According to emergency services, some of the people who made the trek to the spot where the avalanche barreled through were bound together with rope.
Milan stated that some hikers may be able to descend the peak by themselves.
SUEM stated that the avalanche was a "pouring of snow, ice, and rock." This is known as a serac or pinnacle ice.
Marmolada, also known as the "queen" of the Dolomites, rises to about 3,300m (11,000 feet) and is the highest peak in the eastern range of Italian Alps. It offers spectacular views of other Alpine peaks.
In a tweet, the Alpine rescue service stated that the segment was broken near Punta Rocca (Rock Point), along the route normally used to reach the summit.
It was not immediately clear what caused the ice section to split and rush down the peak’s slope. The intense heat wave that gripped Italy in June seemed to be a factor.
According to Sky TG24 news, "The glacier's partial melt was clearly caused by the temperatures of these days," Maurizio Fugatti (president of Trento Province which borders Marmolada), said.
Milan said that the tragedy of Sunday was not caused by high heat. It rose to unusually high levels (50 F) at Marmolada's highest point in recent days.
Milan stated that there are many factors that could play a role. He said that avalanches are unpredictable and that heat's effect on glaciers is even harder to predict.
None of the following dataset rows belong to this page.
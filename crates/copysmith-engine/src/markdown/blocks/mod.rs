//! # Block Parsing
//!
//! Two-phase, line-oriented block parsing.
//!
//! 1. **Line Classification** (`classify`): each line becomes a `LineClass`
//!    from local facts only.
//! 2. **Block Construction** (`builder`): a `BlockBuilder` groups lines into
//!    list, quote and fence nodes and emits everything else directly.
//!
//! Fenced code blocks are raw zones: no block or inline parsing inside.

pub mod builder;
pub mod classify;
pub mod kinds;

pub use builder::BlockBuilder;
pub use classify::{LineClass, classify};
Milan made separate comments to Italian state TV, calling the current temperatures "extreme heat" at the peak. It's clearly an abnormal situation.
According to rescue services, the injured were flown by helicopter to hospitals in Trentino-Alto Adige or Veneto.
Just as in other disasters in Italy, the prosecution opened an investigation to determine if there were any signs of wrongdoing in connection to the avalanche.